UIGuides

Cursor Review 2026: The AI Code Editor That Actually Understands Your Codebase

5 min readRating: 9/10

Cursor is the best AI-powered code editor. Built on VS Code, adds AI that reads your entire codebase. Free plan available, Pro at $20/month. Here's what makes it different.

Cursor

Cursor

The AI-first code editor

Starting at Free

developers
ai workflows

Cursor is a code editor built on VS Code with one significant difference: the AI actually understands your entire codebase, not just whatever you have open. That distinction changes what AI assistance can do.

Most AI coding tools — GitHub Copilot, the VS Code AI extensions — work with what's in your current file, or at best what you've pasted into a chat. Cursor indexes your project. It knows how your components are structured, what your utility functions do, how your types are defined. When you ask it to make a change, it can reason across files.

What makes it different from Copilot

GitHub Copilot completes lines and suggests code as you type. It's useful, but it's pattern matching within context. Cursor does that too, but it adds a chat interface — Cmd+L — where you can ask questions and request changes with full project context.

"Why is this component re-rendering on every keystroke?" Cursor can trace through your code to answer. "Add a loading skeleton to this page that matches the style I'm using elsewhere in the app." Cursor can find how you've built loading states before and apply the same pattern.

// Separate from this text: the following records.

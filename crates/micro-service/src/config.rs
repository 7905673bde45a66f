//! Service configuration.
//!
//! ```rust
//! use micro_service::{HookError, ServiceConfig};
//! use std::time::Duration;
//!
//! let config = ServiceConfig::builder()
//!     .hostname("127.0.0.1")
//!     .port(8080)
//!     .shutdown_timeout(Duration::from_secs(10))
//!     .handle_signals(true)
//!     .before_start(|| async { Ok(()) })
//!     .after_stop(|| async { Err(HookError::new("cleanup failed")) })
//!     .build()
//!     .unwrap();
//!
//! assert_eq!(config.server().bind_addr(), "127.0.0.1:8080");
//! assert!(config.handle_signals());
//! ```

use std::future::Future;
use std::path::PathBuf;
use std::time::Duration;

use micro_server::{ServerConfig, ServerConfigBuilder, ShutdownSignal};
use micro_telemetry::TracingConfig;

use crate::error::ServiceError;
use crate::hooks::{HookPhase, HookResult, LifecycleHooks};

/// Everything a [`Service`](crate::Service) needs besides its endpoints.
#[derive(Debug, Default)]
pub struct ServiceConfig {
    server: ServerConfig,
    handle_signals: bool,
    cancellation: Option<ShutdownSignal>,
    tracing: Option<TracingConfig>,
    hooks: LifecycleHooks,
}

impl ServiceConfig {
    /// Creates a new builder.
    #[must_use]
    pub fn builder() -> ServiceConfigBuilder {
        ServiceConfigBuilder::default()
    }

    /// Returns the server configuration.
    #[must_use]
    pub fn server(&self) -> &ServerConfig {
        &self.server
    }

    /// Returns true if `start` should listen for OS termination signals.
    #[must_use]
    pub fn handle_signals(&self) -> bool {
        self.handle_signals
    }

    /// Returns the external cancellation signal, if any.
    #[must_use]
    pub fn cancellation(&self) -> Option<&ShutdownSignal> {
        self.cancellation.as_ref()
    }

    /// Returns the tracing configuration.
    ///
    /// A service moves it into its tracing state on `init`, so this is
    /// `None` on the value returned by [`Service::config`](crate::Service::config).
    #[must_use]
    pub fn tracing(&self) -> Option<&TracingConfig> {
        self.tracing.as_ref()
    }

    /// Returns the lifecycle hooks.
    #[must_use]
    pub fn hooks(&self) -> &LifecycleHooks {
        &self.hooks
    }

    pub(crate) fn take_tracing(&mut self) -> Option<TracingConfig> {
        self.tracing.take()
    }
}

/// Builder for [`ServiceConfig`].
///
/// Hook registrars append: calling `before_start` twice registers two hooks
/// that run in that order.
#[derive(Debug, Default)]
pub struct ServiceConfigBuilder {
    server: ServerConfigBuilder,
    handle_signals: bool,
    cancellation: Option<ShutdownSignal>,
    tracing: Option<TracingConfig>,
    hooks: LifecycleHooks,
}

impl ServiceConfigBuilder {
    /// Creates a builder with default values.
    #[must_use]
    pub fn new() -> Self {
        Self::default()
    }

    /// Sets the hostname. Empty means `localhost`.
    pub fn hostname(mut self, hostname: impl Into<String>) -> Self {
        self.server = self.server.hostname(hostname);
        self
    }

    /// Sets the port. Zero or negative selects an ephemeral port.
    pub fn port(mut self, port: i32) -> Self {
        self.server = self.server.port(port);
        self
    }

    /// Serves TLS with a PEM certificate chain and private key.
    pub fn tls(mut self, cert: impl Into<PathBuf>, key: impl Into<PathBuf>) -> Self {
        self.server = self.server.tls(cert, key);
        self
    }

    /// Sets the certificate path alone.
    pub fn certificate_path(mut self, cert: impl Into<PathBuf>) -> Self {
        self.server = self.server.certificate_path(cert);
        self
    }

    /// Sets the private key path alone.
    pub fn key_path(mut self, key: impl Into<PathBuf>) -> Self {
        self.server = self.server.key_path(key);
        self
    }

    /// Sets the graceful shutdown timeout. Zero means the 5 second default.
    pub fn shutdown_timeout(mut self, timeout: Duration) -> Self {
        self.server = self.server.shutdown_timeout(timeout);
        self
    }

    /// Sets the graceful shutdown timeout in seconds. Non-positive means the default.
    pub fn shutdown_timeout_secs(mut self, secs: i64) -> Self {
        self.server = self.server.shutdown_timeout_secs(secs);
        self
    }

    /// Stops the service on SIGTERM, SIGINT or SIGQUIT (Ctrl-C off Unix).
    pub fn handle_signals(mut self, enabled: bool) -> Self {
        self.handle_signals = enabled;
        self
    }

    /// Stops the service once `signal` is triggered.
    pub fn cancellation(mut self, signal: ShutdownSignal) -> Self {
        self.cancellation = Some(signal);
        self
    }

    /// Enables tracing for every endpoint registered after `init`.
    pub fn tracing(mut self, config: TracingConfig) -> Self {
        self.tracing = Some(config);
        self
    }

    /// Appends a hook that runs before the server is started.
    pub fn before_start<F, Fut>(self, hook: F) -> Self
    where
        F: Fn() -> Fut + Send + Sync + 'static,
        Fut: Future<Output = HookResult> + Send + 'static,
    {
        self.hook(HookPhase::BeforeStart, None, hook)
    }

    /// Appends a hook that runs once the server is listening.
    pub fn after_start<F, Fut>(self, hook: F) -> Self
    where
        F: Fn() -> Fut + Send + Sync + 'static,
        Fut: Future<Output = HookResult> + Send + 'static,
    {
        self.hook(HookPhase::AfterStart, None, hook)
    }

    /// Appends a hook that runs before the server stops accepting.
    pub fn before_stop<F, Fut>(self, hook: F) -> Self
    where
        F: Fn() -> Fut + Send + Sync + 'static,
        Fut: Future<Output = HookResult> + Send + 'static,
    {
        self.hook(HookPhase::BeforeStop, None, hook)
    }

    /// Appends a hook that runs after the server has drained.
    pub fn after_stop<F, Fut>(self, hook: F) -> Self
    where
        F: Fn() -> Fut + Send + Sync + 'static,
        Fut: Future<Output = HookResult> + Send + 'static,
    {
        self.hook(HookPhase::AfterStop, None, hook)
    }

    /// Like [`before_start`](Self::before_start) with a name used in logs and errors.
    pub fn before_start_named<F, Fut>(self, name: impl Into<String>, hook: F) -> Self
    where
        F: Fn() -> Fut + Send + Sync + 'static,
        Fut: Future<Output = HookResult> + Send + 'static,
    {
        self.hook(HookPhase::BeforeStart, Some(name.into()), hook)
    }

    /// Like [`after_start`](Self::after_start) with a name.
    pub fn after_start_named<F, Fut>(self, name: impl Into<String>, hook: F) -> Self
    where
        F: Fn() -> Fut + Send + Sync + 'static,
        Fut: Future<Output = HookResult> + Send + 'static,
    {
        self.hook(HookPhase::AfterStart, Some(name.into()), hook)
    }

    /// Like [`before_stop`](Self::before_stop) with a name.
    pub fn before_stop_named<F, Fut>(self, name: impl Into<String>, hook: F) -> Self
    where
        F: Fn() -> Fut + Send + Sync + 'static,
        Fut: Future<Output = HookResult> + Send + 'static,
    {
        self.hook(HookPhase::BeforeStop, Some(name.into()), hook)
    }

    /// Like [`after_stop`](Self::after_stop) with a name.
    pub fn after_stop_named<F, Fut>(self, name: impl Into<String>, hook: F) -> Self
    where
        F: Fn() -> Fut + Send + Sync + 'static,
        Fut: Future<Output = HookResult> + Send + 'static,
    {
        self.hook(HookPhase::AfterStop, Some(name.into()), hook)
    }

    fn hook<F, Fut>(mut self, phase: HookPhase, name: Option<String>, hook: F) -> Self
    where
        F: Fn() -> Fut + Send + Sync + 'static,
        Fut: Future<Output = HookResult> + Send + 'static,
    {
        match name {
            Some(name) => self.hooks.push_named(phase, name, hook),
            None => self.hooks.push(phase, hook),
        }
        self
    }

    /// Builds the configuration.
    ///
    /// # Errors
    ///
    /// Returns [`ServiceError::Server`] wrapping
    /// [`ServerError::InvalidConfig`](micro_server::ServerError::InvalidConfig)
    /// for a half-configured TLS pair or an out-of-range port.
    pub fn build(self) -> Result<ServiceConfig, ServiceError> {
        Ok(ServiceConfig {
            server: self.server.build()?,
            handle_signals: self.handle_signals,
            cancellation: self.cancellation,
            tracing: self.tracing,
            hooks: self.hooks,
        })
    }
}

The Composer feature is the most powerful part. You describe what you want built — a new API route, a form with validation, a full page — and Cursor writes it across multiple files simultaneously. It creates files, updates imports, adds types. Multi-file editing from a single prompt is genuinely different from anything Copilot offers.

The autocomplete is excellent

Cursor's autocomplete (it calls it Tab) is notably better than standard Copilot suggestions. It predicts what you're trying to do next, not just what word completes the current line. If you just wrote a function signature, it predicts the implementation. If you're in the middle of a repetitive refactor, it predicts the next instance of the pattern you're applying.

This sounds minor. In practice, it changes the rhythm of writing code. The friction of boilerplate goes down substantially.

Pricing

There's a free plan for casual use — limited AI requests per month, but enough to evaluate whether the tool works for your workflow. Most developers who use Cursor regularly will want Pro.

Pro is $20/month. This gets you significantly more completions and chat messages, access to more capable underlying models, and priority access during peak times.

If you're comparing this to free VS Code plus a free Copilot tier: yes, $20/month is more money. If the tool makes you 20% more productive, the math isn't complicated.

It's built on VS Code — which matters

Cursor inherits everything VS Code has. Your extensions work. Your keybindings transfer. Your themes, your settings, your muscle memory — all of it carries over. Most developers can switch from VS Code to Cursor in a day with no meaningful disruption.

This is a real advantage over tools that try to build a development environment from scratch. Cursor isn't asking you to learn a new editor. It's asking you to add AI capabilities to the one you already know.

What it won't do

Cursor is a developer tool. It assumes you know how to code, can review generated code, and understand what you're building. The AI will make mistakes — wrong assumptions, incorrect implementations, code that doesn't handle edge cases. You need the judgment to catch those.

If you're hoping this is a path to building software without knowing how to develop, it's not. Lovable or similar tools are better suited for that use case. Cursor amplifies a developer's capabilities; it doesn't replace developer knowledge.

The monthly cost also adds up if your usage is irregular. If you code occasionally, the free tier might be enough, and the Pro subscription feels expensive for what you actually use.

Practical implications for UI work

For designers who code — or developers doing UI work — Cursor is particularly useful. Describe a component, get an implementation. Refine the styling through conversation. Ask it to match the patterns you've already established in your component library.

Combined with v0 for initial component generation, you get a strong workflow: v0 for the starting point, Cursor for codebase-aware refinement and integration. The two tools complement each other well.

Privacy considerations

Cursor sends code to AI models for processing. They have a privacy mode that avoids storing your code on their servers, and they offer an enterprise tier with stronger data controls. If you're working on sensitive proprietary code, check their privacy documentation before using the default settings.

What's good

    What's not

      The verdict

      Cursor earns a 9.0/10. For developers building real software, it's the most capable AI-assisted editor available. The codebase-awareness is the differentiating feature — it makes the AI genuinely useful for tasks beyond line completion.

      The $20/month Pro tier is easy to justify if you're coding regularly. The free plan is enough to find out whether it's for you.

      If you're a developer and you haven't tried Cursor, try it.